SECONDARY SCHOOLS

THE open letter from the seven secondary school headteachers in Darlington (Echo, Mar 13) brings to our attention a very serious situation which is developing day by day.

The question of Government under-funding of local authorities is increasingly affecting the ability of those authorities to deliver the services which they are obliged to provide, and none of those services is more important than education.

Darlington's schools have improved dramatically in the years since we became a unitary authority, but lack of resources is likely to slow this improvement.

The Lifelong Learning Scrutiny Committee recently considered the pros and cons of being a small education authority and there were many opinions that small is good if it can be more personal and approachable.

All of the pros had to be qualified by the need for adequate funding and it is very clear from what the seven head teachers say that the funding granted to us is inadequate.

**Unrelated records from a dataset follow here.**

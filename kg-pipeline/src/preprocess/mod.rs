mod minhash;
mod simhash;

pub use minhash::MinHashPreprocessor;
pub use simhash::SimHashPreprocessor;

use tracing::warn;

/// Text normalization and near-duplicate removal ahead of extraction.
/// Strategies are selected per job by tag.
pub trait Preprocessor: Send + Sync {
    fn describe(&self) -> &'static str;

    /// Normalize a single text.
    fn process(&self, text: &str) -> String;

    /// Drop near-duplicate texts, keeping the first occurrence of each
    /// equivalence class.
    fn dedupe(&self, texts: Vec<String>) -> Vec<String>;
}

pub fn preprocessor_for(tag: &str) -> Box<dyn Preprocessor> {
    match tag {
        "simhash" => Box::new(SimHashPreprocessor::new()),
        "minhash" => Box::new(MinHashPreprocessor::default()),
        other => {
            warn!(tag = other, "unknown preprocess algorithm, using simhash");
            Box::new(SimHashPreprocessor::new())
        }
    }
}

/// md5 of a whitespace token, reduced to the lower 64 bits the fingerprint
/// algorithms operate on.
pub(crate) fn token_hash(token: &str) -> u64 {
    use md5::{Digest, Md5};

    let digest = Md5::digest(token.as_bytes());
    let mut lower = [0u8; 8];
    lower.copy_from_slice(&digest[8..16]);
    u64::from_be_bytes(lower)
}

/// The full 128-bit md5 digest, for algorithms that reduce modulo a large
/// prime-ish modulus instead of truncating.
pub(crate) fn token_hash_wide(token: &str) -> u128 {
    use md5::{Digest, Md5};

    let digest = Md5::digest(token.as_bytes());
    let mut bytes = [0u8; 16];
    bytes.copy_from_slice(&digest);
    u128::from_be_bytes(bytes)
}
use neo4rs::Graph;
use tracing::info;
use url::Url;

use crate::error::AppError;

/// Process-wide handle on the labeled property graph store. The underlying
/// driver keeps one connection pool and is safe to share; sessions and
/// transactions are opened per operation by the callers.
#[derive(Clone)]
pub struct GraphClient {
    pub graph: Graph,
}

impl GraphClient {
    pub async fn connect(uri: &str, user: &str, password: &str) -> Result<Self, AppError> {
        let addr = match Url::parse(uri) {
            Ok(url) => {
                let host = url.host_str().unwrap_or("localhost").to_string();
                let port = url.port().unwrap_or(7687);
                format!("{host}:{port}")
            }
            Err(_) => uri.to_string(),
        };

        info!("connecting to graph store at {addr}");
        let graph = Graph::new(&addr, user, password).await?;
        info!("graph store connection established");

        Ok(Self { graph })
    }
}

/// Characters the graph store rejects inside labels and relationship types.
const FORBIDDEN: &[char] = &['\\', '/', ':', '"', '*', '?', '<', '>', '|'];

/// Normalizes an entity type into a node label: forbidden character runs
/// become a single underscore, surrounding underscores/spaces are trimmed,
/// the first letter is uppercased, and an empty result falls back to
/// "Entity". Write, query and delete paths must all go through here so
/// deletion matches what was written.
pub fn sanitize_label(raw: &str) -> String {
    let mut cleaned = String::with_capacity(raw.len());
    let mut last_was_replacement = false;
    for ch in raw.chars() {
        if FORBIDDEN.contains(&ch) {
            if !last_was_replacement {
                cleaned.push('_');
                last_was_replacement = true;
            }
        } else {
            cleaned.push(ch);
            last_was_replacement = false;
        }
    }

    let cleaned = cleaned.trim_matches(|c: char| c == '_' || c.is_whitespace());
    if cleaned.is_empty() {
        return "Entity".to_string();
    }

    let mut chars = cleaned.chars();
    match chars.next() {
        Some(first) if first.is_lowercase() => {
            format!("{}{}", first.to_uppercase(), chars.as_str())
        }
        _ => cleaned.to_string(),
    }
}

/// Relationship types get the same cleaning as labels, then uppercased.
pub fn sanitize_relation(raw: &str) -> String {
    let cleaned = sanitize_label(raw);
    cleaned.to_uppercase()
}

The officers in the education authority are doing all that they can with what they have got, but their efforts and the efforts of the teachers and everybody else concerned with education are severely hampered by this Government's attitude and approach. - Coun Roderick Burtt, Darlington Borough Council.

SMOKING

SIMON Clark has a perfect right to smoke if he wishes (HAS, Mar 14). He also has the right to go to the toilet, but not in public places where it offends other people.

Why shouldn't we have smoke-free shopping centres and work places? I too have rights. One of them being to breathe clean, fresh air. - Yvonne Benn, Bedale.

WELL done Margaret Speight for having set such a fine example in how to give up smoking (Echo, Mar 12). Through the publicity she has received about her new kitchen, paid for by money which would otherwise have been wasted on cigarettes, she has demonstrated how someone can overcome even the strongest craving for the foul weed.

Thank you Margaret for the encouragement your story will give to other addicts. - EA Moralee, Billingham.

MAYORAL ELECTION

READING the complaints from local people about lack of confidence in policing and local government, the first change should be the voting system to allow proportional representation, then to have a strong, independently-elected mayor so that the person in charge is not bound to any party programme.

Hopefully, the run-up to the election of a mayor will be fought fairly and squarely. - N Hodgson, Middlesbrough.

TRAFFIC OFFENCES

CAN someone explain to me how the police can alter the law? They have said they will not prosecute drivers unless they exceed 42mph in a 30mph zone, or 90mph in a 70mph zone. So the speed limits have been lifted.

I am a driver myself and really think the problem lies with drivers rather than the police. Most motoring law is routinely broken without any qualms. - J Barraclough, Newton Aycliffe.

IT does annoy me that when, out driving, I'm blinded from a car with more lights on than a Christmas tree.

Can anyone explain why people persist in driving around with fog lamps on? Are they not up on the law regarding lights, not educated on the Highway Code or do they just like to be noticed? - Tony Larkins, Bishop Auckland.

ONE wonders just what percentage of their time the police spend on motorists. If stopped and asked for their car insurance and MOT certificate, most drivers will say that they don't keep them in the car in case the car was stolen and the documents with it, so they are at home. Police will then give a notice for the car owner to take these documents to a police station and there the policeman on duty will copy all the details.

Speeding motorists also consume police time and can be fined. Is it not time for the road system to be monitored by a different organisation as it is in some other countries and allow the police to concentrate on catching criminals, etc, who cause more misery than motorists?

After all, we have thousands of miles of railways which quite efficiently are controlled by Railway Police. Post war the police controlled traffic near schools during school times and now the lollipop ladies do that job very well. - E Reynolds, Wheatley Hill.

METAL DETECTION

FOR the past two years, with the assistance of your letters column, I have been trying to raise public awareness of the importance of the hobby of metal detecting.

Recently, a field owned by the Diocese of Ripon Cathedral, the last unspoiled field in the city centre, was developed and a new school built on it.

Prior to the contractors moving in, a quite expensive archaeological survey was carried out at public expense on the land and, despite the fact that an important hoard of Saxon coins had been found in the last century in woodland bordering the field, the archaeologists decided there was nothing to indicate ancient use of the land.

Building worked then commenced. During the work, the Dean of Ripon arranged for the top soil that had been removed to be searched with a metal detector, resulting in two Saxon coins being recovered and handed over to the Church authorities.

The present whereabouts of the hoard of coins found in the last century by archaeologists is unknown, and so the only Saxon coins available for research that are known to have come from the ancient Saxon seat of St Wilfrid are available because of the good work of metal detectorists.

I urge all local archaeological trusts to give more consideration to metal detectorists when carrying out surveys. This service will come free of charge, thereby further obliterating their reluctance to build bridges between our hobby and themselves. - Norman Smith, Newton Aycliffe.